Un rapporto che ricorda come la materia della protezione dei dati sia stata definita un “diritto inquieto” poiché “in dialettica con una tecnica in continua evoluzione e con i molteplici interessi, di natura sia individuale che collettiva, ma che trova forza nella sua funzione sociale”. E nel contrasto al virus essa si rivela indispensabile “rappresentando il punto di equilibrio tra libertà e tecnica, tra persona e società, il presupposto della tenuta della democrazia anche in circostanze eccezionali” (Intervento di A. Soro, Presidente del Garante per la protezione dei dati personali).
L’articolo si sofferma sui seguenti argomenti:
- Il nuovo rapporto ISS sulla protezione dei dati personali
- I profili applicativi sulla protezione dei dati nella pandemia
- Le indicazioni per i dati sanitari nel contesto lavorativo
- L’indice del rapporto ISS COVID-19
Il nuovo rapporto ISS sulla protezione dei dati personali
Il rapporto – curato dal Gruppo di lavoro ISS Bioetica COVID-19, coordinato da Carlo Petrini (Direttore Unità di Bioetica e Presidente Comitato Etico, ISS, Roma) – sottolinea come etica e diritto siano strettamente intrecciati e la salute e la protezione dei dati personali “sono due ambiti in cui tale intreccio è particolarmente fitto”.
La pandemia sfida l’etica e il diritto “a livello sia dell’individuo, sia della società. Essa è uno dei casi più emblematici dei conflitti che tipicamente il diritto e l’etica devono affrontare nella sanità pubblica: la conciliazione tra diritti individuali e interessi collettivi. Specialmente nelle situazioni di emergenza, la tutela della salute della popolazione può imporre restrizioni nelle libertà individuali. Tra queste vi sono, per esempio, la quarantena e la necessità di conoscere dati sanitari”.
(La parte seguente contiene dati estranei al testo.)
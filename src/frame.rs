//! Access-unit assembly from copy and replacement cells.
//!
//! Every parsed access unit is described as an ordered list of *cells*, each
//! either a byte range of the source file or a replacement synthesized at
//! script-emission time (a rewritten Extension Substream header, or XLL
//! payload re-sliced by PBR smoothing). On finalization, physically
//! contiguous copy cells are merged and the frame becomes one PES record in
//! the output script.

use std::io::Write;

use anyhow::{Result, bail};

use crate::dts::extss::ExtSSHeader;
use crate::dts::patcher;
use crate::dts::xll::XllFrameSourcePosition;
use crate::script::{PesCommand, ScriptWriter};
use crate::utils::errors::FrameError;

/// Inner content type of one access unit cell.
///
/// Base frames (DCA Core, AC-3 sync frames) use [`AuCellKind::CoreSS`];
/// extension frames (DCA Extension Substream, TrueHD access units) open
/// with an [`AuCellKind::ExtSSHeader`] cell.
#[derive(Clone, Copy, Debug, Eq, PartialEq)]
pub enum AuCellKind {
    CoreSS,
    ExtSSHeader,
    ExtSSAsset,
}

/// Synthesized content taking the place of a cell's source range.
#[derive(Clone, Debug)]
pub enum CellReplacement {
    /// Byte-exact Extension Substream header rebuilt from parameters.
    ExtSSHeader(Box<ExtSSHeader>),
    /// XLL asset payload collected from re-sliced source positions.
    ExtSSAsset(XllFrameSourcePosition),
}

/// One unit of the output access unit payload.
#[derive(Clone, Debug)]
pub struct AuCell {
    pub kind: AuCellKind,
    pub offset: u64,
    pub length: u32,
    pub skip: bool,
    pub replacement: Option<CellReplacement>,
}

impl AuCell {
    fn new(kind: AuCellKind) -> Self {
        Self {
            kind,
            offset: 0,
            length: 0,
            skip: false,
            replacement: None,
        }
    }
}

/// Content classification of a finalized access unit.
#[derive(Clone, Copy, Debug, Eq, PartialEq)]
pub enum AuContentType {
    Empty,
    CoreSS,
    ExtSS,
}

/// The access unit under construction.
#[derive(Debug, Default)]
pub struct AuFrame {
    cells: Vec<AuCell>,
    current: Option<AuCell>,
}

impl AuFrame {
    /// Opens a new cell. Only one cell may be under construction at a time.
    pub fn begin_cell(&mut self, kind: AuCellKind) -> Result<()> {
        if self.current.is_some() {
            bail!(FrameError::CellAlreadyOpen);
        }
        self.current = Some(AuCell::new(kind));
        Ok(())
    }

    fn current_mut(&mut self) -> Result<&mut AuCell> {
        match &mut self.current {
            Some(cell) => Ok(cell),
            None => bail!(FrameError::NoCellOpen),
        }
    }

    pub fn set_source_range(&mut self, offset: u64, length: u32) -> Result<()> {
        let cell = self.current_mut()?;
        cell.offset = offset;
        cell.length = length;
        Ok(())
    }

    pub fn set_length(&mut self, length: u32) -> Result<()> {
        self.current_mut()?.length = length;
        Ok(())
    }

    pub fn set_offset(&mut self, offset: u64) -> Result<()> {
        self.current_mut()?.offset = offset;
        Ok(())
    }

    /// Marks the current cell as replaced by synthesized content.
    pub fn replace_with(&mut self, replacement: CellReplacement) -> Result<()> {
        let cell = self.current_mut()?;
        if cell.replacement.is_some() {
            bail!(FrameError::ReplacementAlreadySet);
        }
        cell.replacement = Some(replacement);
        Ok(())
    }

    /// Appends the current cell to the access unit.
    pub fn commit_cell(&mut self) -> Result<()> {
        match self.current.take() {
            Some(cell) => {
                self.cells.push(cell);
                Ok(())
            }
            None => bail!(FrameError::NoCellOpen),
        }
    }

    /// Drops the current cell without appending it.
    pub fn discard_cell(&mut self) -> Result<()> {
        if self.current.take().is_none() {
            bail!(FrameError::NoCellOpen);
        }
        Ok(())
    }

    /// Drops every cell of the access unit under construction.
    pub fn discard_all(&mut self) {
        self.cells.clear();
        self.current = None;
    }

    /// Total payload size in bytes of the committed cells.
    pub fn size(&self) -> u32 {
        self.cells.iter().filter(|c| !c.skip).map(|c| c.length).sum()
    }

    pub fn content_type(&self) -> AuContentType {
        let mut core_present = false;
        for cell in &self.cells {
            match cell.kind {
                AuCellKind::CoreSS => core_present = true,
                AuCellKind::ExtSSHeader => return AuContentType::ExtSS,
                AuCellKind::ExtSSAsset => {}
            }
        }

        if core_present {
            AuContentType::CoreSS
        } else {
            AuContentType::Empty
        }
    }

    /// Merges adjacent non-replaced cells whose source ranges are
    /// physically contiguous, marking merged-out cells as skipped so cell
    /// indices stay stable.
    fn merge_contiguous_cells(&mut self) {
        let mut dest: Option<usize> = None;
        for i in 0..self.cells.len() {
            if self.cells[i].replacement.is_some() {
                // A replaced cell breaks the current contiguous region.
                dest = None;
                continue;
            }

            match dest {
                Some(d)
                    if self.cells[d].offset + self.cells[d].length as u64
                        == self.cells[i].offset =>
                {
                    self.cells[d].length += self.cells[i].length;
                    self.cells[i].skip = true;
                }
                _ => dest = Some(i),
            }
        }
    }

    /// Completes the access unit: merges cells, classifies the content and
    /// emits one PES record with the given 27 MHz timestamp.
    ///
    /// An access unit with no committed cell is reset silently.
    pub fn finalize<W: Write>(
        &mut self,
        script: &mut ScriptWriter<W>,
        src_file: u8,
        pts: u64,
    ) -> Result<()> {
        if self.current.is_some() {
            bail!(FrameError::IncompleteCell);
        }

        if self.cells.is_empty() {
            return Ok(());
        }

        self.merge_contiguous_cells();

        let extension_frame = match self.content_type() {
            AuContentType::CoreSS => false,
            AuContentType::ExtSS => true,
            AuContentType::Empty => bail!(FrameError::UnexpectedContent),
        };

        script.begin_pes(pts, extension_frame);

        let mut dst_offset = 0u32;
        for cell in self.cells.iter().filter(|c| !c.skip) {
            match &cell.replacement {
                Some(CellReplacement::ExtSSHeader(header)) => {
                    let bytes = patcher::build_ext_ss_header(header)?;
                    let written = bytes.len() as u32;
                    script.push_command(PesCommand::WriteLiteral {
                        dst_offset,
                        bytes,
                    });
                    dst_offset += written;
                }
                Some(CellReplacement::ExtSSAsset(position)) => {
                    for index in position.indexes() {
                        script.push_command(PesCommand::CopySource {
                            dst_offset,
                            src_file,
                            src_offset: index.offset as u64,
                            length: index.length,
                        });
                        dst_offset += index.length;
                    }
                }
                None => {
                    script.push_command(PesCommand::CopySource {
                        dst_offset,
                        src_file,
                        src_offset: cell.offset,
                        length: cell.length,
                    });
                    dst_offset += cell.length;
                }
            }
        }

        script.end_pes();

        self.cells.clear();
        Ok(())
    }
}

#[cfg(test)]
mod tests {
    use super::*;

    #[test]
    fn contiguous_copy_cells_are_merged() -> Result<()> {
        let mut frame = AuFrame::default();

        frame.begin_cell(AuCellKind::ExtSSHeader)?;
        frame.set_source_range(0x100, 24)?;
        frame.commit_cell()?;

        frame.begin_cell(AuCellKind::ExtSSAsset)?;
        frame.set_source_range(0x118, 100)?;
        frame.commit_cell()?;

        frame.begin_cell(AuCellKind::ExtSSAsset)?;
        frame.set_source_range(0x200, 8)?;
        frame.commit_cell()?;

        let mut script = ScriptWriter::new(Vec::new());
        let src = script.add_source_file("test.dts");
        frame.finalize(&mut script, src, 0)?;

        assert_eq!(script.nb_records(), 1);
        Ok(())
    }

    #[test]
    fn double_begin_is_rejected() -> Result<()> {
        let mut frame = AuFrame::default();
        frame.begin_cell(AuCellKind::CoreSS)?;
        assert!(frame.begin_cell(AuCellKind::CoreSS).is_err());
        Ok(())
    }

    #[test]
    fn empty_frame_resets_silently() -> Result<()> {
        let mut frame = AuFrame::default();
        let mut script = ScriptWriter::new(Vec::new());
        frame.finalize(&mut script, 0, 0)?;
        assert_eq!(script.nb_records(), 0);
        Ok(())
    }

    #[test]
    fn discarded_cell_leaves_frame_empty() -> Result<()> {
        let mut frame = AuFrame::default();
        frame.begin_cell(AuCellKind::CoreSS)?;
        frame.set_source_range(0, 2048)?;
        frame.discard_cell()?;
        assert_eq!(frame.size(), 0);
        assert_eq!(frame.content_type(), AuContentType::Empty);
        Ok(())
    }
}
Proprio partendo da questa constatazione il Gruppo di Lavoro ISS “Bioetica – COVID-19” offre con il Rapporto n. 42 “un contributo giuridico dedicato al tema della protezione dei dati personali” fruibile da un pubblico vasto ed eterogeneo:
- “il cittadino potrà trovarvi informazioni utili su ciò che la situazione pandemica comporta sull’assetto normativo che regola la tutela dei dati personali;
- il ricercatore, il personale sanitario, l’amministratore della sanità pubblica potranno trovare una sintesi pratica e operativa utile anche per preparare progetti, prendere decisioni, allestire programmi”.
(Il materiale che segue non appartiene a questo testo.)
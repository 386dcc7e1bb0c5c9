//! Primitive matrix parameters for multi-channel decoding.
//!
//! Matrix parameters may appear at most once per access unit and substream.
//! Substreams using the 0x31EA restart sync carry two extra noise channels
//! in the coefficient loop and a per-matrix noise shift.

use anyhow::{Result, bail};

use crate::mlp::restart_header::RestartHeader;
use crate::utils::bitstream_io::BsIoSliceReader;
use crate::utils::errors::MlpMatrixError;

pub const MLP_MAX_NB_MATRICES: usize = 8;

/// One primitive matrix configuration.
#[derive(Clone, Copy, Debug, Default)]
pub struct Matrix {
    pub output_chan: u8,
    pub num_frac_bits: u8,
    pub lsb_bypass_exists: bool,
    pub noise_shift: u8,
}

/// Full matrix parameter set of one substream.
#[derive(Clone, Copy, Debug, Default)]
pub struct MatrixParameters {
    pub num_primitive_matrices: u8,
    pub matrices: [Matrix; MLP_MAX_NB_MATRICES],
}

impl MatrixParameters {
    pub fn read(reader: &mut BsIoSliceReader, restart_header: &RestartHeader) -> Result<Self> {
        let noise_type = restart_header.noise_type();

        let mut mp = Self {
            num_primitive_matrices: reader.get_n(4)?,
            ..Default::default()
        };

        if mp.num_primitive_matrices as usize > MLP_MAX_NB_MATRICES {
            bail!(MlpMatrixError::TooManyMatrices(mp.num_primitive_matrices));
        }

        for mat in 0..mp.num_primitive_matrices as usize {
            let matrix = &mut mp.matrices[mat];

            matrix.output_chan = reader.get_n(4)?;
            matrix.num_frac_bits = reader.get_n(4)?;
            matrix.lsb_bypass_exists = reader.get()?;

            let mut max_nb_channels = restart_header.max_chan;
            if !noise_type {
                max_nb_channels += 2;
            }

            for _ch in 0..=max_nb_channels {
                // matrix_coeff_present
                if reader.get()? {
                    // coeff_value
                    reader.skip_n(2 + matrix.num_frac_bits as u32)?;
                }
            }

            if !noise_type {
                matrix.noise_shift = reader.get_n(4)?;
            }
        }

        Ok(mp)
    }
}

#[cfg(test)]
mod tests {
    use super::*;
    use crate::utils::bitstream_io::BsIoVecWriter;

    #[test]
    fn matrix_with_noise_channels() -> Result<()> {
        let restart_header = RestartHeader {
            restart_sync_word: 0x31EA,
            min_chan: 0,
            max_chan: 1,
            max_matrix_chan: 1,
            ..Default::default()
        };

        let mut w = BsIoVecWriter::default();
        w.put_n(4, 1u8).unwrap(); // one matrix
        w.put_n(4, 0u8).unwrap(); // output channel
        w.put_n(4, 2u8).unwrap(); // num_frac_bits
        w.put(true).unwrap(); // lsb_bypass_exists
        // max_chan + 2 noise channels => 4 coefficient slots
        for present in [true, false, true, false] {
            w.put(present).unwrap();
            if present {
                w.put_n(4, 0u8).unwrap(); // 2 + num_frac_bits
            }
        }
        w.put_n(4, 3u8).unwrap(); // matrix_noise_shift
        w.byte_align().unwrap();
        let data = w.finish().unwrap();

        let mut reader = BsIoSliceReader::from_slice(&data);
        let mp = MatrixParameters::read(&mut reader, &restart_header)?;
        assert_eq!(mp.num_primitive_matrices, 1);
        assert!(mp.matrices[0].lsb_bypass_exists);
        assert_eq!(mp.matrices[0].noise_shift, 3);
        Ok(())
    }
}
E si sottolinea che l’utilità del testo “non si esaurisce nel momento dell’emergenza pandemica, che ha imposto l’adozione di norme severe che sarebbero inaccettabili in condizioni ordinarie, ma si estenderà nel tempo: per un lungo periodo, infatti, occorrerà mantenere attive procedure intrusive nei dati personali, quali, ad esempio, il controllo dei contatti interpersonali”.
I profili applicativi sulla protezione dei dati nella pandemia
Ci soffermiamo brevemente su alcuni profili applicativi relativi alla protezione dei dati nella pandemia COVID-19.
Riguardo alle indicazioni per strutture e operatori sanitari si ricorda, innanzitutto, che la disciplina in vigore “vieta la diffusione dei dati relativi alla salute: il divieto non ha subito deroghe nell’emergenza epidemiologica. Le aziende sanitarie e gli operatori sanitari, così come le prefetture e i comuni, non possono diffondere (attraverso per esempio siti web) i nominativi dei casi accertati di positività o dei soggetti sottoposti alla misura dell’isolamento, anche qualora la finalità sia quella di contenere la diffusione dell’epidemia”.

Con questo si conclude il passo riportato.